Freya Allan (born 6 September 2001) is an English actress. She is best known for her role as Princess Cirilla of Cintra in the Netflix series The Witcher, for which she was nominated for two Saturn Awards, and as Mae in the 2024 action film Kingdom of the Planet of the Apes. She has also appeared in the 2021 film Gunpowder Milkshake and the AMC series Into the Badlands.

==Early life and education==
Allan was born on 6 September 2001 in Oxford, Oxfordshire, England, and attended Headington School in Oxford. Her parents separated when she was one and she lived with her mother in Australia and the French Pyrenees, where she attended a French-language school before returning to Oxford; she now lives in London. She has a younger half-brother and half-sister.

At school Allan studied drama and ballet and was part of the company in a touring production of Rapunzel at age eleven.
She starred in two short films, Bluebird and The Christmas Tree produced by National Film and Television School and later performed the part of Linda in the short film Captain Fierce, produced by Bournemouth Film School.

==Career==
Allan played a minor role in the first episode of the 2019 BBC drama The War of the Worlds. The same year she appeared on the front cover of Schön! magazine, whilst they were celebrating their 10th anniversary.
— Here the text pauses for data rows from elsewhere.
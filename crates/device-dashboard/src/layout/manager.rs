//! Owns the live widget order and wires drag gestures to persistence.

use super::descriptor::WidgetDescriptor;
use super::drag::{DragController, DragState};
use super::store::LayoutStore;

/// Current widget order plus the gesture that may be reordering it.
#[derive(Debug, Clone)]
pub struct LayoutManager {
    widgets: Vec<WidgetDescriptor>,
    drag: DragController,
    store: LayoutStore,
}

impl LayoutManager {
    /// Loads the order from `store` (falling back to defaults).
    pub fn load(store: LayoutStore) -> Self {
        let widgets = store.load();
        tracing::debug!("Loaded {} widgets from {}", widgets.len(), store.path().display());
        Self::with_widgets(widgets, store)
    }

    /// Starts from an explicit order.
    pub fn with_widgets(widgets: Vec<WidgetDescriptor>, store: LayoutStore) -> Self {
        Self {
            widgets,
            drag: DragController::new(),
            store,
        }
    }

    /// Widgets in display order, including disabled ones.
    pub fn widgets(&self) -> &[WidgetDescriptor] {
        &self.widgets
    }

    /// Ids in display order.
    pub fn ids(&self) -> Vec<&str> {
        self.widgets.iter().map(|w| w.id.as_str()).collect()
    }

    /// Enabled widgets paired with their index in the full order.
    pub fn visible(&self) -> impl Iterator<Item = (usize, &WidgetDescriptor)> {
        self.widgets.iter().enumerate().filter(|(_, w)| w.enabled)
    }

    /// Number of widgets in the order.
    pub fn len(&self) -> usize {
        self.widgets.len()
    }

    /// Whether the order is empty.
    pub fn is_empty(&self) -> bool {
        self.widgets.is_empty()
    }

    /// Backing store.
    pub fn store(&self) -> &LayoutStore {
        &self.store
    }

    /// Current gesture phase.
    pub fn drag_state(&self) -> DragState {
        self.drag.state()
    }

    /// Index of the carried widget, if a drag is active.
    pub fn dragging_index(&self) -> Option<usize> {
        self.drag.source_index()
    }

    /// Picks up the widget at `index`.
    pub fn begin_drag(&mut self, index: usize) -> bool {
        let started = self.drag.begin(index, self.widgets.len());
        if started {
            tracing::debug!("Drag started on {}", self.widgets[index].id);
        }
        started
    }

    /// Moves the carried widget to `index`.
    pub fn drag_over(&mut self, index: usize) -> bool {
        self.drag.cross(&mut self.widgets, index)
    }

    /// Drops the carried widget and saves the order.
    pub fn end_drag(&mut self) -> bool {
        let widgets = &self.widgets;
        let store = &self.store;
        self.drag.end(|| store.save(widgets))
    }
}
//! Device Dashboard - CLI entry point
//!
//! Runs the dashboard by default. The other subcommands take a one-shot
//! snapshot of the signals, manage the saved widget order, or manage the
//! configuration file.

use clap::{Parser, Subcommand};
use device_dashboard::config::error::ConfigError;
use device_dashboard::config::schema::Config;
use device_dashboard::config::{default, loader::ConfigLoader, xdg};
use device_dashboard::layout::{LayoutManager, LayoutStore, WidgetDescriptor};
use device_dashboard::signals::{snapshot, SignalState};
use device_dashboard::tui::app::App;
use device_dashboard::widgets::{render_card, WidgetContext, WidgetRegistry};
use device_dashboard::{layout, logging};
use std::path::{Path, PathBuf};
use std::process::ExitCode;

/// Width of the cards printed by `snapshot`.
const SNAPSHOT_WIDTH: u16 = 40;

/// Device dashboard
#[derive(Parser)]
#[command(name = "ddash")]
#[command(version, about = "Terminal dashboard of device, battery and network signals")]
struct Cli {
    /// Configuration file (defaults to the XDG config location)
    #[arg(long, global = true)]
    config: Option<PathBuf>,

    #[command(subcommand)]
    command: Option<Commands>,
}

/// Available subcommands for the ddash CLI
#[derive(Subcommand)]
enum Commands {
    /// Launch the terminal user interface (default)
    Tui,

    /// Read every signal once and print it
    Snapshot {
        /// Print the raw readings as JSON
        #[arg(long)]
        json: bool,
    },

    /// Inspect or reset the saved widget order
    Layout {
        #[command(subcommand)]
        action: LayoutAction,
    },

    /// Manage configuration file
    Config {
        #[command(subcommand)]
        action: ConfigAction,
    },
}

/// Actions for the `layout` subcommand.
#[derive(Subcommand)]
enum LayoutAction {
    /// Print the widget order the dashboard will use
    Show,
    /// Forget the saved order so the defaults apply again
    Reset,
    /// Show the layout file path
    Path,
}

/// Actions for the `config` subcommand.
#[derive(Subcommand)]
enum ConfigAction {
    /// Create default configuration file
    Init {
        /// Overwrite existing configuration (creates backup)
        #[arg(long)]
        force: bool,
    },
    /// Show configuration file path
    Path,
    /// Validate configuration file
    Validate,
}

fn main() -> ExitCode {
    let cli = Cli::parse();
    let config_path = cli.config.as_deref();

    match cli.command.unwrap_or(Commands::Tui) {
        Commands::Tui => run_tui(config_path),
        Commands::Snapshot { json } => match load_config(config_path) {
            Ok(config) => run_snapshot(&config, json),
            Err(code) => code,
        },
        Commands::Layout { action } => match load_config(config_path) {
            Ok(config) => run_layout_command(&config, action),
            Err(code) => code,
        },
        Commands::Config { action } => run_config_command(config_path, action),
    }
}

/// Loads the configuration for a one-shot command and sets up stderr logging.
fn load_config(path: Option<&Path>) -> Result<Config, ExitCode> {
    match ConfigLoader::load(path) {
        Ok(config) => {
            logging::init_stderr(config.log.level);
            Ok(config)
        }
        Err(e) => {
            eprintln!("Config error: {e}");
            Err(ExitCode::FAILURE)
        }
    }
}

/// Layout file from config, or the XDG default.
fn layout_store(config: &Config) -> LayoutStore {
    LayoutStore::new(xdg::resolve_or(&config.layout.file, xdg::layout_path))
}

fn run_tui(config_path: Option<&Path>) -> ExitCode {
    // A broken config should not keep the dashboard from starting
    let (config, config_error) = match ConfigLoader::load(config_path) {
        Ok(config) => (config, None),
        Err(e) => (Config::default(), Some(e)),
    };

    let log_path = xdg::resolve_or(&config.log.file, xdg::log_path);
    if let Err(e) = logging::init_file(config.log.level, &log_path) {
        eprintln!("Warning: cannot log to {}: {}", log_path.display(), e);
    }
    if let Some(e) = config_error {
        tracing::warn!("Using default configuration: {}", e);
    }

    let tick_rate = match config.tui.tick_rate() {
        Ok(rate) => rate,
        Err(e) => {
            eprintln!("Config error: {e}");
            return ExitCode::FAILURE;
        }
    };

    let rt = match tokio::runtime::Runtime::new() {
        Ok(rt) => rt,
        Err(e) => {
            eprintln!("Error: failed to start runtime: {e}");
            return ExitCode::FAILURE;
        }
    };

    let layout = LayoutManager::load(layout_store(&config));
    let mut app = App::new(layout).with_min_card_width(config.tui.min_card_width);
    let result = rt.block_on(app.run(&config.signals, config.location.clone(), tick_rate));
    if let Err(e) = result {
        eprintln!("TUI error: {}", e);
        return ExitCode::FAILURE;
    }
    ExitCode::SUCCESS
}

fn run_snapshot(config: &Config, json: bool) -> ExitCode {
    let state = snapshot(&config.signals);
    if json {
        return match serde_json::to_string_pretty(&state) {
            Ok(out) => {
                println!("{out}");
                ExitCode::SUCCESS
            }
            Err(e) => {
                eprintln!("Error: failed to serialize snapshot: {e}");
                ExitCode::FAILURE
            }
        };
    }
    print!("{}", format_snapshot(&state, &layout::default_order()));
    ExitCode::SUCCESS
}

/// Plain-text cards, separated by blank lines.
fn format_snapshot(state: &SignalState, order: &[WidgetDescriptor]) -> String {
    let registry = WidgetRegistry::new();
    let ctx = WidgetContext::new(state);
    let mut out = String::new();
    for descriptor in order {
        let Some(card) = render_card(&registry, descriptor, SNAPSHOT_WIDTH, &ctx) else {
            continue;
        };
        out.push_str(&format!("── {} ──\n", card.title));
        for line in card.text_lines() {
            out.push_str(line.trim_end());
            out.push('\n');
        }
        out.push('\n');
    }
    out
}

fn run_layout_command(config: &Config, action: LayoutAction) -> ExitCode {
    let store = layout_store(config);
    match action {
        LayoutAction::Show => {
            for widget in store.load() {
                if widget.enabled {
                    println!("{}\t{}", widget.id, widget.title);
                } else {
                    println!("{}\t{}\t(disabled)", widget.id, widget.title);
                }
            }
            ExitCode::SUCCESS
        }
        LayoutAction::Reset => match store.reset() {
            Ok(true) => {
                println!("Removed {}", store.path().display());
                ExitCode::SUCCESS
            }
            Ok(false) => {
                println!("No saved layout; defaults already apply");
                ExitCode::SUCCESS
            }
            Err(e) => {
                eprintln!("Layout error: {e}");
                ExitCode::FAILURE
            }
        },
        LayoutAction::Path => {
            println!("{}", store.path().display());
            ExitCode::SUCCESS
        }
    }
}

fn run_config_command(config_path: Option<&Path>, action: ConfigAction) -> ExitCode {
    let result: Result<(), ConfigError> = match action {
        ConfigAction::Init { force } => default::create_default_config(force).map(|path| {
            println!("Created configuration at {}", path.display());
        }),
        ConfigAction::Path => {
            let path = config_path.map_or_else(xdg::config_path, Path::to_path_buf);
            println!("{}", path.display());
            Ok(())
        }
        ConfigAction::Validate => ConfigLoader::load(config_path).map(|config| {
            println!("Configuration is valid");
            println!("{config:#?}");
        }),
    };
    match result {
        Ok(()) => ExitCode::SUCCESS,
        Err(e) => {
            eprintln!("Config error: {e}");
            ExitCode::FAILURE
        }
    }
}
Since 2019, Allan has starred as Princess Ciri alongside Henry Cavill and Anya Chalotra in the Netflix fantasy drama series The Witcher, adapted by Lauren Schmidt Hissrich from the book series by Andrzej Sapkowski. Originally cast as a one-off character before being recast as Ciri, she lived in Budapest, Hungary for eight months during the filming of the first series. Allan reprised the role of Ciri for the second series, which was produced in London in early 2020 and released in 2021 on Netflix. The third season began in June 2023 and saw Ciri training to become a warrior, for which Allan was trained in sword fighting. Allan was nominated for Saturn Award for Best Performance by a Younger Actor in 2021 and 2024 for her work on The Witcher.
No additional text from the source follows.